Roberts refuses to engage the academic work or even the mere existence of trans people; he briefly name-drops only a couple prominent trans women, while the only trans man he names is a deceased murderer. Meanwhile, gay trans men, he assures his readers (stage whispering in the presence of this one who’s a gay trans man), are “very little discussed” and “much less known.”

In short, this is an ordinary “sex-realist” book: deliberately insulting, repetitive, and hanging on very few facts about anything. One thing I’d like to note about Gay Shame, though, is the timeline he’s more or less borrowed from the other “sex-realist” writers. To learn why the “sex-realist” narrative is shallow and false, take a look at this illustrative timeline.

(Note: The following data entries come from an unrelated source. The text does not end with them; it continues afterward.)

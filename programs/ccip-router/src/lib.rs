//! # CCIP Router Program
//!
//! On-chain entry point for cross-chain messages leaving this chain.
//!
//! Every destination chain (lane) owns a `DestChain` account holding a
//! monotonic sequence number that orders the messages sent on it, the code
//! version handling the lane, and a one-level restore point that lets the
//! owner undo a version bump.
//!
//! ## Instructions
//!
//! - `initialize`, `transfer_ownership`, `accept_ownership` and the config
//!   setters manage the singleton `Config` account
//! - `add_chain_selector`, `update_dest_chain_config`, `update_allow_list`
//!   manage lanes
//! - `bump_ccip_version_for_dest_chain` and
//!   `rollback_ccip_version_for_dest_chain` drive the lane version state machine
//! - `add_offramp` and `remove_offramp` manage the markers receivers check
//!   before accepting a delivered message
//! - `ccip_send` validates an outbound message, assigns it the next sequence
//!   number and the sender's next nonce, locks its tokens and emits it

use anchor_lang::prelude::*;
use ccip_svm_std::Bytes32;

declare_id!("G91n3QSixsfG1iiGZg6gkkgvXqJzZSW9XpYER5hXSdFu");

pub mod events;
pub mod instructions;
pub mod message;
pub mod rmn;
pub mod state;

use events::ConfigAddress;
use instructions::*;
use message::SVM2AnyMessage;
use state::{CodeVersion, DestChainConfig};

#[program]
pub mod ccip_router {
    use super::*;

    /// Creates the router config with the signer as owner.
    pub fn initialize(ctx: Context<Initialize>, args: InitializeArgs) -> Result<()> {
        instructions::initialize(ctx, args)
    }

    /// Proposes a new owner, who must call `accept_ownership` to take over.
    pub fn transfer_ownership(ctx: Context<UpdateConfig>, proposed_owner: Pubkey) -> Result<()> {
        instructions::transfer_ownership(ctx, proposed_owner)
    }

    pub fn accept_ownership(ctx: Context<AcceptOwnership>) -> Result<()> {
        instructions::accept_ownership(ctx)
    }

    /// Sets the code version used by lanes that do not pin their own.
    pub fn set_default_code_version(
        ctx: Context<UpdateConfig>,
        code_version: CodeVersion,
    ) -> Result<()> {
        instructions::set_default_code_version(ctx, code_version)
    }

    pub fn update_fee_aggregator(ctx: Context<UpdateConfig>, fee_aggregator: Pubkey) -> Result<()> {
        update_config_address(ctx, ConfigAddress::FeeAggregator, fee_aggregator)
    }

    pub fn update_rmn_remote(ctx: Context<UpdateConfig>, rmn_remote: Pubkey) -> Result<()> {
        update_config_address(ctx, ConfigAddress::RmnRemote, rmn_remote)
    }

    pub fn update_fee_quoter(ctx: Context<UpdateConfig>, fee_quoter: Pubkey) -> Result<()> {
        update_config_address(ctx, ConfigAddress::FeeQuoter, fee_quoter)
    }

    pub fn set_link_token_mint(ctx: Context<UpdateConfig>, link_token_mint: Pubkey) -> Result<()> {
        update_config_address(ctx, ConfigAddress::LinkTokenMint, link_token_mint)
    }

    /// Opens a lane with a zeroed sequence number.
    pub fn add_chain_selector(
        ctx: Context<AddChainSelector>,
        dest_chain_selector: u64,
        dest_chain_config: DestChainConfig,
    ) -> Result<()> {
        instructions::add_chain_selector(ctx, dest_chain_selector, dest_chain_config)
    }

    pub fn update_dest_chain_config(
        ctx: Context<UpdateDestChain>,
        dest_chain_selector: u64,
        dest_chain_config: DestChainConfig,
    ) -> Result<()> {
        instructions::update_dest_chain_config(ctx, dest_chain_selector, dest_chain_config)
    }

    pub fn update_allow_list(
        ctx: Context<UpdateDestChain>,
        dest_chain_selector: u64,
        args: UpdateAllowListArgs,
    ) -> Result<()> {
        instructions::update_allow_list(ctx, dest_chain_selector, args)
    }

    /// Starts a new sequence for the lane, remembering the current one so a
    /// single `rollback_ccip_version_for_dest_chain` can restore it.
    ///
    /// # Events
    /// Emits `CcipVersionForDestChainVersionBumped` with the sequence number
    /// before the bump.
    pub fn bump_ccip_version_for_dest_chain(
        ctx: Context<UpdateDestChain>,
        dest_chain_selector: u64,
    ) -> Result<()> {
        instructions::bump_ccip_version_for_dest_chain(ctx, dest_chain_selector)
    }

    /// Restores the sequence number saved by the last bump. Fails unless the
    /// previous version transition of the lane was a bump.
    pub fn rollback_ccip_version_for_dest_chain(
        ctx: Context<UpdateDestChain>,
        dest_chain_selector: u64,
    ) -> Result<()> {
        instructions::rollback_ccip_version_for_dest_chain(ctx, dest_chain_selector)
    }

    pub fn add_offramp(
        ctx: Context<AddOfframp>,
        source_chain_selector: u64,
        offramp: Pubkey,
    ) -> Result<()> {
        instructions::add_offramp(ctx, source_chain_selector, offramp)
    }

    pub fn remove_offramp(
        ctx: Context<RemoveOfframp>,
        source_chain_selector: u64,
        offramp: Pubkey,
    ) -> Result<()> {
        instructions::remove_offramp(ctx, source_chain_selector, offramp)
    }

    /// Sends `message` to `dest_chain_selector` and returns its message id.
    ///
    /// Remaining accounts are `(from, to, mint)` triples, one per entry of
    /// `message.token_amounts`, where `to` is the token pool signer's
    /// associated token account for `mint`.
    pub fn ccip_send<'info>(
        ctx: Context<'_, '_, '_, 'info, CcipSend<'info>>,
        dest_chain_selector: u64,
        message: SVM2AnyMessage,
        transfer_all: bool,
    ) -> Result<Bytes32> {
        instructions::ccip_send(ctx, dest_chain_selector, message, transfer_all)
    }
}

Why the Timelines of “Sex Realists” Interest Me

“Sex realists,” also known as “gender criticals,” like Roberts, generally believe that trans identities are delusional and that trans people‘s genders are fake. A major problem for their position is that trans people exist and live alongside everyone else in ways that are demonstrably coherent.

The way the sex realists bridge this narratively is by claiming that transsexuals were once an infinitesimally small and medically pathologised segment of the population – hidden from view, kept within safe parameters, and leading lives of no importance – until one day c. 2012–2015 when large numbers of people suddenly became inappropriately trans, posing a threat to humanity. The pre-2012 history tends to be exaggerated into the idea that no one had ever heard of trans people, which in turn is fallaciously reduced to therefore, trans people did not exist.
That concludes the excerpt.